Lenguerrand et al. (2006) proposed a binomial model to model the probability of vehicle occupants accounting for the hierarchical structure of the crash data with three levels: crash, car/vehicle, and occupant. They used crash data from French road injury crash census for a four year period from 1996 to 2000 and tested three different modeling techniques with logistic models, generalized estimating equations (GEE), and multilevel logistic models. It was revealed that multilevel models yielded better results compared to the other two modeling techniques reinforcing the importance of accounting for the hierarchical nature of the crash data. One important observation from this study was that the variance of vehicle random effect was falsely estimated to be zero for 36% of the cases. These incorrect estimates were attributed to the small number of observations per vehicle and per crash.
Kim et al. (2007) used a sample of 548 crashes collected from 91 two-lane intersections to model the probability of occurrence of five types of crashes using binomial multilevel models with crashes clustered into intersections. For each crash type, a separate model was developed. It was found that the random variation of the intercept across intersections was significant except for one crash type (head-on). It meant that the average probability for these types of crashes to occur varied significantly from intersection to intersection. The modeling results showed that
multilevel models provide similar results compared to the traditional models except for one crash type (sideswipe opposite direction).
Helai et al. (2008) used a binomial multilevel model to predict the severity level of driver injury and vehicle damage in traffic crashes based on a total of 4,095 crashes occurring at
signalized intersections that involved 7,084 driver-vehicle units. A driver-vehicle unit was defined by both the vehicle and the driving person involved. A binary dependent variable was defined by combining the driver injury severity and vehicle damage severity for the vehicle- driver units involved in crashes. The authors compared the results of a traditional binomial regression model with the multilevel binomial model and found that the ICC (Intra-class Correlation Coefficient) was 28.9%. It meant that 28.9% of the variation in the probability for driver-vehicles units to have experienced severe damage resulted from between crash variance or within crash correlation. The comparison with the classical model also revealed a better model fit for the multilevel model formulation.

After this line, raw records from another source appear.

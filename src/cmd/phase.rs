//! Phase sequence commands: list, status, configure, activate, advance, deactivate.

use anyhow::{Context, Result};
use console::style;

use phasey::config::PhaseyConfig;
use phasey::controller::{AdvanceOutcome, SequenceState};
use phasey::draft::PhaseConfigDraft;
use phasey::errors::PhaseyError;
use phasey::store::{DocumentKind, DocumentStore};

use super::Session;

/// Edits requested by `phasey configure`.
#[derive(Debug, Default)]
pub struct ConfigureEdits {
    pub moves: Vec<String>,
    pub toggle_skip: Vec<String>,
    pub merge_tokens: Option<bool>,
    pub labels: Vec<String>,
    pub clear_labels: Vec<String>,
    pub activate: bool,
}

/// Save the world whatever the outcome, then surface the outcome.
async fn finish<T>(session: &Session, result: phasey::errors::Result<T>) -> Result<T> {
    session.save().await?;
    Ok(result?)
}

pub async fn cmd_list(config: &PhaseyConfig) -> Result<()> {
    let session = Session::open(config)?;
    let documents = session.controller.documents();
    let mut folders = documents.folders().await?;
    folders.sort_by(|a, b| a.name().cmp(b.name()));

    println!();
    if folders.is_empty() {
        println!("No scene folders. Create one with 'phasey world folder <name>'.");
        println!();
        return Ok(());
    }

    println!("{:<18} {:<24} {:<8} State", "Folder", "Name", "Scenes");
    println!(
        "{:<18} {:<24} {:<8} -----",
        "------------------", "------------------------", "------"
    );
    for folder in &folders {
        let scenes = documents.folder_scenes(folder.id()).await?.len();
        let state = session.controller.sequence_state(folder.id()).await?;
        let state = match state {
            SequenceState::Active => style(state.to_string()).green().bold(),
            SequenceState::ConfiguredInactive => style(state.to_string()).cyan(),
            SequenceState::Unconfigured => style(state.to_string()).dim(),
        };
        println!(
            "{:<18} {:<24} {:<8} {}",
            folder.id(),
            folder.name(),
            scenes,
            state
        );
    }
    println!();
    Ok(())
}

pub async fn cmd_status(config: &PhaseyConfig) -> Result<()> {
    let session = Session::open(config)?;
    let controller = &session.controller;

    println!();
    println!("Easy Phasey Status");
    println!("==================");
    println!();

    let Some(folder_id) = controller.active_folder_id().await? else {
        println!("Active sequence: none");
        println!();
        println!("Run 'phasey activate <folder>' to start one.");
        println!();
        return Ok(());
    };

    let set = controller.load_phase_set(&folder_id).await;
    let set = finish(&session, set).await?;
    println!("Active sequence: {} ({})", set.name(), set.id());
    match set.master_scene_id() {
        Some(id) => println!("Master scene:    {}", id),
        None => println!("Master scene:    not created"),
    }
    println!(
        "In progress:     {}",
        if controller.phase_in_progress().await? {
            "yes"
        } else {
            "no (master is not presented)"
        }
    );
    println!("Merge tokens:    {}", set.merge_tokens());
    println!();

    let documents = controller.documents();
    for (index, id) in set.phase_scene_ids().iter().enumerate() {
        let name = documents
            .get(DocumentKind::Scene, id)
            .await?
            .map(|s| s.name().to_string())
            .unwrap_or_default();
        let marker = if index == set.current_phase_index() {
            style(">").green().bold().to_string()
        } else {
            " ".to_string()
        };
        let label = set
            .label_for(id)
            .map(|l| format!(" \"{}\"", l))
            .unwrap_or_default();
        let skipped = if set.is_skipped(id) {
            style(" (skipped)").dim().to_string()
        } else {
            String::new()
        };
        println!("{} {:>2}. {:<24} {}{}{}", marker, index + 1, name, id, label, skipped);
    }
    println!();
    Ok(())
}

pub async fn cmd_configure(config: &PhaseyConfig, folder: &str, edits: ConfigureEdits) -> Result<()> {
    let session = Session::open(config)?;
    let controller = &session.controller;

    let set = controller.load_phase_set(folder).await;
    let mut set = finish(&session, set).await?;
    let mut draft = PhaseConfigDraft::for_phase_set(&set);

    for arg in &edits.moves {
        let (scene, delta) = arg
            .rsplit_once(':')
            .with_context(|| format!("Invalid move '{}': expected SCENE:DELTA", arg))?;
        let delta: i64 = delta
            .parse()
            .with_context(|| format!("Invalid move delta in '{}'", arg))?;
        ensure_in_draft(&draft, scene)?;
        draft.select_scene(Some(scene));
        draft.move_selected(delta);
    }
    for scene in &edits.toggle_skip {
        ensure_in_draft(&draft, scene)?;
        draft.select_scene(Some(scene.as_str()));
        draft.toggle_skip();
    }
    draft.select_scene(None);
    if let Some(merge) = edits.merge_tokens {
        draft.set_merge_tokens(merge);
    }

    for arg in &edits.labels {
        let (scene, label) = arg
            .split_once('=')
            .with_context(|| format!("Invalid label '{}': expected SCENE=LABEL", arg))?;
        ensure_in_draft(&draft, scene)?;
        set.set_phase_label(scene, label);
    }
    for scene in &edits.clear_labels {
        set.clear_phase_label(scene);
    }

    if edits.activate {
        let outcome = draft.apply_and_activate(&mut set, controller).await;
        let outcome = finish(&session, outcome).await?;
        println!("Configuration saved.");
        print_outcome(&outcome);
    } else {
        let applied = draft.apply(&mut set).await;
        finish(&session, applied).await?;
        println!("Configuration saved.");
    }
    Ok(())
}

fn ensure_in_draft(draft: &PhaseConfigDraft, scene: &str) -> Result<()> {
    if draft.scene_ids().iter().any(|id| id == scene) {
        Ok(())
    } else {
        Err(PhaseyError::InvalidConfig(format!(
            "Scene {} is not a phase of this folder",
            scene
        ))
        .into())
    }
}

pub async fn cmd_activate(config: &PhaseyConfig, folder: &str) -> Result<()> {
    let session = Session::open(config)?;
    let set = session.controller.load_phase_set(folder).await;
    let mut set = finish(&session, set).await?;
    let outcome = session.controller.activate(&mut set).await;
    let outcome = finish(&session, outcome).await?;
    println!("Activated {}.", set.name());
    print_outcome(&outcome);
    Ok(())
}

pub async fn cmd_advance(config: &PhaseyConfig, steps: i64) -> Result<()> {
    let session = Session::open(config)?;
    let outcome = session.controller.advance_phase(steps).await;
    let outcome = finish(&session, outcome).await?;
    print_outcome(&outcome);
    Ok(())
}

pub async fn cmd_deactivate(config: &PhaseyConfig) -> Result<()> {
    let session = Session::open(config)?;
    let result = session.controller.deactivate().await;
    finish(&session, result).await?;
    println!("Deactivated. The master scene was removed.");
    Ok(())
}

fn print_outcome(outcome: &AdvanceOutcome) {
    match outcome {
        AdvanceOutcome::Advanced {
            index,
            scene_id,
            master_scene_id,
            master_created,
            ..
        } => {
            if *master_created {
                println!("Created master scene {}.", master_scene_id);
            }
            println!(
                "Phase {} ({}) applied to master {}.",
                index + 1,
                scene_id,
                master_scene_id
            );
        }
        AdvanceOutcome::OnlyValidPhase { index } => {
            println!("Still on phase {}.", index + 1);
        }
    }
}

Yannis et al. (2010) modeled the probability for each individual occupant in a vehicle to sustain different levels of injuries using injury severity levels as a multinomial response. They used a dataset containing 1,300 crashes that involved 3,500 occupants. The results revealed no random variation at the vehicle or crash level for the probability of injuries sustained by the occupants.
Dupont et al. (2010) modeled the probability of a fatality for each individual occupant using a set of fatal car-car crashes. They considered the country, crash, and vehicle hierarchy for the multilevel modeling. The results indicated no significant random variation at the higher level. Comparison with a single-level model formulation revealed similar values and significance for the coefficients of the variables considered for that modeling purpose.